Canopy material in the severed branch did not experience accelerated degradation, unlike the material transplanted to the forest floor. However, during visits to the canopy during the study period, EM on severed branches appeared to be drier than EM on intact branches, perhaps because the severed branches could not receive stemflow. These observations, together with the bacterial diversity results, suggest that the severed branches are harsher environments than intact branches of the canopy and that their community composition is the result of the persistence of a subset of the original canopy species plus the colonization of a few opportunistic taxa from elsewhere in the forest.

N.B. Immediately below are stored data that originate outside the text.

use rworktracker::core::display::{Icon, Tone};
use rworktracker::core::notify::{Action, Notice};
use rworktracker::core::session::{SessionPhase, TimeTracker};
use rworktracker::core::store::{MemoryStore, Store};
use rworktracker::core::ticker::{ManualTicker, Ticker};
use rworktracker::core::notify::RecordingNotifier;
use rworktracker::core::worklog::{KEY_WORK_SESSION, WorkLog};
use rworktracker::core::clock::FixedClock;
use rworktracker::models::block_type::BlockType;

mod common;
use common::{at, settings, ticks, tracker, tracker_with};

fn kinds(t: &common::TestTracker) -> Vec<BlockType> {
    t.log()
        .get_today_events(None)
        .expect("events")
        .into_iter()
        .map(|b| b.kind)
        .collect()
}

#[test]
fn test_new_tracker_is_inactive() {
    let t = tracker();

    assert_eq!(t.phase().unwrap(), SessionPhase::Inactive);
    assert!(!t.ticker().is_armed());
    assert_eq!(t.display().icon, Icon::Idle);
    assert_eq!(t.display().label, "Start work session!");
    assert_eq!(t.display().tone, Tone::Default);
}

#[test]
fn test_start_session() {
    let mut t = tracker();

    assert!(t.start_session().unwrap());

    assert!(t.is_active().unwrap());
    assert_eq!(t.log().work_session().unwrap(), Some(0));
    assert!(t.ticker().is_armed());
    assert_eq!(kinds(&t), vec![BlockType::SessionStart]);
    assert_eq!(
        t.notifier().last(),
        Some(&Notice::Info("Work session started!".into()))
    );
    assert_eq!(t.display().text(), "▶  0s");
}

#[test]
fn test_start_twice_only_warns() {
    let mut t = tracker();
    t.start_session().unwrap();
    ticks(&mut t, 3);

    assert!(!t.start_session().unwrap());

    assert_eq!(t.log().work_session_seconds().unwrap(), 3);
    assert_eq!(kinds(&t), vec![BlockType::SessionStart]);
    assert_eq!(
        t.notifier().warnings(),
        vec!["A work session is already running!"]
    );
}

#[test]
fn test_stop_without_session_only_warns() {
    let mut t = tracker();

    assert!(!t.stop_session().unwrap());

    assert!(kinds(&t).is_empty());
    assert_eq!(
        t.notifier().warnings(),
        vec!["There is no work session to stop!"]
    );
}

#[test]
fn test_ticks_pause_and_stop_walkthrough() {
    let mut t = tracker();
    t.start_session().unwrap();
    assert_eq!(t.log().work_session_seconds().unwrap(), 0);

    ticks(&mut t, 5);
    assert_eq!(t.log().work_session_seconds().unwrap(), 5);
    assert_eq!(t.display().label, "5s");
    assert_eq!(t.display().tooltip, "You are working for 5 seconds");

    assert!(t.toggle_pause().unwrap());
    assert!(!t.ticker().is_armed());
    assert_eq!(t.display().icon, Icon::Paused);
    assert_eq!(t.display().tooltip, "You worked for 5 seconds");
    assert_eq!(t.display().tone, Tone::Muted);

    // ticks delivered while paused do not count
    ticks(&mut t, 2);
    assert_eq!(t.log().work_session_seconds().unwrap(), 5);

    assert!(t.stop_session().unwrap());
    assert_eq!(t.log().work_session_seconds().unwrap(), 0);
    assert_eq!(t.log().work_session().unwrap(), None);
    assert!(!t.is_active().unwrap());
    assert!(!t.ticker().is_armed());
    assert!(!t.state().paused);
    assert_eq!(
        kinds(&t),
        vec![
            BlockType::SessionStart,
            BlockType::Pause,
            BlockType::SessionStop
        ]
    );
    assert_eq!(
        t.notifier().last(),
        Some(&Notice::Info(
            "Work session stopped! You worked for 5 seconds".into()
        ))
    );
}

#[test]
fn test_stop_reports_earnings_when_rate_set() {
    let mut t = tracker();
    t.log().set_hourly_rate(Some(36.0)).unwrap();
    t.start_session().unwrap();
    ticks(&mut t, 600);

    t.stop_session().unwrap();

    assert_eq!(
        t.notifier().last(),
        Some(&Notice::Info(
            "Work session stopped! You worked for 10 minutes, 0 seconds (earned 6.00)".into()
        ))
    );
}

#[test]
fn test_pause_twice_rearms_ticker() {
    let mut t = tracker();
    t.start_session().unwrap();

    t.toggle_pause().unwrap();
    t.toggle_pause().unwrap();

    assert!(!t.state().paused);
    assert!(t.ticker().is_armed());
    assert_eq!(t.ticker().arm_count(), 2);
    assert_eq!(t.phase().unwrap(), SessionPhase::Working);
    // resuming records nothing
    assert_eq!(kinds(&t), vec![BlockType::SessionStart, BlockType::Pause]);

    ticks(&mut t, 1);
    assert_eq!(t.log().work_session_seconds().unwrap(), 1);
}

#[test]
fn test_pause_without_session_starts_one() {
    let mut t = tracker();

    assert!(t.toggle_pause().unwrap());

    assert_eq!(t.phase().unwrap(), SessionPhase::Working);
    assert!(!t.state().paused);
    assert!(t.ticker().is_armed());
    assert_eq!(kinds(&t), vec![BlockType::SessionStart]);
}

#[test]
fn test_pause_rejected_during_break() {
    let mut t = tracker();
    t.start_session().unwrap();
    t.toggle_break().unwrap();
    let armed_before = t.ticker().is_armed();
    let arms_before = t.ticker().arm_count();

    assert!(!t.toggle_pause().unwrap());

    assert!(!t.state().paused);
    assert!(t.state().in_break);
    assert_eq!(t.ticker().is_armed(), armed_before);
    assert_eq!(t.ticker().arm_count(), arms_before);
    assert_eq!(t.notifier().offered_actions(), vec![Action::StopBreak]);
    assert_eq!(
        kinds(&t),
        vec![BlockType::SessionStart, BlockType::Break]
    );
}

#[test]
fn test_accepting_stop_break_resumes_work() {
    let mut t = tracker();
    t.start_session().unwrap();
    t.toggle_break().unwrap();
    t.toggle_pause().unwrap();

    assert!(t.perform(Action::StopBreak).unwrap());

    assert!(!t.state().in_break);
    assert!(t.ticker().is_armed());
    assert_eq!(t.phase().unwrap(), SessionPhase::Working);
    assert_eq!(
        kinds(&t),
        vec![BlockType::SessionStart, BlockType::Break, BlockType::Work]
    );

    // offer is stale once the break is over
    assert!(!t.perform(Action::StopBreak).unwrap());
}

#[test]
fn test_break_display() {
    let mut t = tracker();
    t.start_session().unwrap();
    ticks(&mut t, 4);

    t.toggle_break().unwrap();

    assert_eq!(t.phase().unwrap(), SessionPhase::Break);
    assert!(!t.ticker().is_armed());
    assert_eq!(t.display().icon, Icon::Break);
    assert_eq!(t.display().label, "Taking a break");
    assert_eq!(t.display().tone, Tone::Muted);

    ticks(&mut t, 3);
    assert_eq!(t.log().work_session_seconds().unwrap(), 4);
}

#[test]
fn test_break_from_pause_keeps_pause() {
    let mut t = tracker();
    t.start_session().unwrap();
    t.toggle_pause().unwrap();

    t.toggle_break().unwrap();
    assert!(t.state().paused);
    assert!(t.state().in_break);
    assert_eq!(t.phase().unwrap(), SessionPhase::Break);
    // paused wins the icon
    assert_eq!(t.display().icon, Icon::Paused);

    t.toggle_break().unwrap();
    assert!(t.state().paused);
    assert!(!t.state().in_break);
    assert!(!t.ticker().is_armed());
    assert_eq!(t.phase().unwrap(), SessionPhase::Paused);
    assert_eq!(
        t.notifier().last(),
        Some(&Notice::Info("You are now only paused!".into()))
    );
    // leaving a break while paused records nothing
    assert_eq!(
        kinds(&t),
        vec![BlockType::SessionStart, BlockType::Pause, BlockType::Break]
    );
}

#[test]
fn test_break_twice_restores_pause_value() {
    let mut t = tracker();
    t.start_session().unwrap();

    t.toggle_break().unwrap();
    t.toggle_break().unwrap();

    assert!(!t.state().paused);
    assert!(!t.state().in_break);
    assert!(t.ticker().is_armed());
}

#[test]
fn test_break_without_session_only_warns() {
    let mut t = tracker();

    assert!(!t.toggle_break().unwrap());

    assert!(!t.state().in_break);
    assert_eq!(
        t.notifier().warnings(),
        vec!["There is no work session to take a break from!"]
    );
}

#[test]
fn test_break_reminder_fires_once() {
    let mut t = tracker_with(settings(3));
    t.start_session().unwrap();

    ticks(&mut t, 2);
    assert!(t.notifier().offered_actions().is_empty());
    assert_eq!(t.display().tone, Tone::Default);

    ticks(&mut t, 1);
    assert!(t.state().break_overrun);
    assert_eq!(t.display().tone, Tone::Alert);
    assert_eq!(t.notifier().offered_actions(), vec![Action::TakeBreak]);

    ticks(&mut t, 5);
    assert_eq!(t.notifier().offered_actions().len(), 1);

    assert!(t.perform(Action::TakeBreak).unwrap());
    assert!(t.state().in_break);
    assert!(!t.state().break_overrun);
    assert_eq!(t.display().tone, Tone::Muted);

    t.perform(Action::StopBreak).unwrap();
    assert_eq!(t.display().tone, Tone::Default);
}

#[test]
fn test_take_break_ignored_while_on_break() {
    let mut t = tracker();
    t.start_session().unwrap();
    t.toggle_break().unwrap();

    assert!(!t.perform(Action::TakeBreak).unwrap());
    assert!(t.state().in_break);
}

#[test]
fn test_active_iff_more_starts_than_stops() {
    let mut t = tracker();
    let mut starts = 0;
    let mut stops = 0;

    let script = [
        true, true, false, false, false, true, false, true, true, false,
    ];
    for start in script {
        if start {
            if t.start_session().unwrap() {
                starts += 1;
            }
        } else if t.stop_session().unwrap() {
            stops += 1;
        }
        assert_eq!(t.is_active().unwrap(), starts > stops);
        assert!(starts - stops <= 1);
    }
}

#[test]
fn test_tick_while_inactive_is_ignored() {
    let mut t = tracker();

    ticks(&mut t, 3);

    assert_eq!(t.log().work_session().unwrap(), None);
    assert!(!t.is_active().unwrap());
}

#[test]
fn test_resume_picks_up_stored_session() {
    let store = MemoryStore::new();
    store
        .update(KEY_WORK_SESSION, Some(serde_json::json!(42)))
        .unwrap();
    let log = WorkLog::new(store, FixedClock::new(at(2025, 3, 7, 10, 0, 0)));
    let mut t = TimeTracker::new(
        log,
        ManualTicker::new(),
        RecordingNotifier::new(),
        settings(0),
    )
    .unwrap();

    assert_eq!(t.display().label, "42s");
    assert!(t.resume().unwrap());
    assert!(t.ticker().is_armed());

    ticks(&mut t, 1);
    assert_eq!(t.log().work_session_seconds().unwrap(), 43);
}

#[test]
fn test_resume_without_session() {
    let mut t = tracker();

    assert!(!t.resume().unwrap());
    assert!(!t.ticker().is_armed());
}

#[test]
fn test_reset_all_ends_everything() {
    let mut t = tracker();
    t.start_session().unwrap();
    ticks(&mut t, 9);
    t.toggle_pause().unwrap();

    t.reset_all().unwrap();

    assert!(!t.is_active().unwrap());
    assert!(!t.state().paused);
    assert!(!t.ticker().is_armed());
    assert_eq!(t.log().work_session_seconds().unwrap(), 0);
    assert!(t.log().get_today_events(None).unwrap().is_empty());
    assert_eq!(t.display().label, "Start work session!");
}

Epiphytic material and associated soils in the canopy constitute large pools of nutrients, water, and carbon in temperate rainforests (Haristoy, Zabowski & Nadkarni, 2014; Matson, Corre & Veldkamp, 2014). Therefore, the origin and fate of canopy epiphytic material is of central importance to understanding the microbial ecology of temperate rainforests. Our results provide the first in-depth survey of bacterial communities in canopy soils and reveal them to be taxonomically similar to underlying ground soil but much lower in diversity. The comparatively few bacterial taxa that are highly abundant in canopy soil are distinct members of the same taxonomic groups found in ground soil. Our field experiment demonstrated that the soil created by EM decomposing on the forest floor for two years is nearly, but not completely, indistinguishable from ground soil. However, epiphytic material in the canopy that has been severed from the host tree fosters unique and low-diversity bacterial communities. The bacterial taxa stimulated in the severed branch are derived from multiple sources including the canopy and forest floor, suggesting that they might be exploiting an opportunity to colonize a habitat that has just experienced a massive disturbance. These results highlight the unique nature of canopy-dwelling bacterial communities as well as the importance of the connection to a living tree as an essential component of their canopy ecology.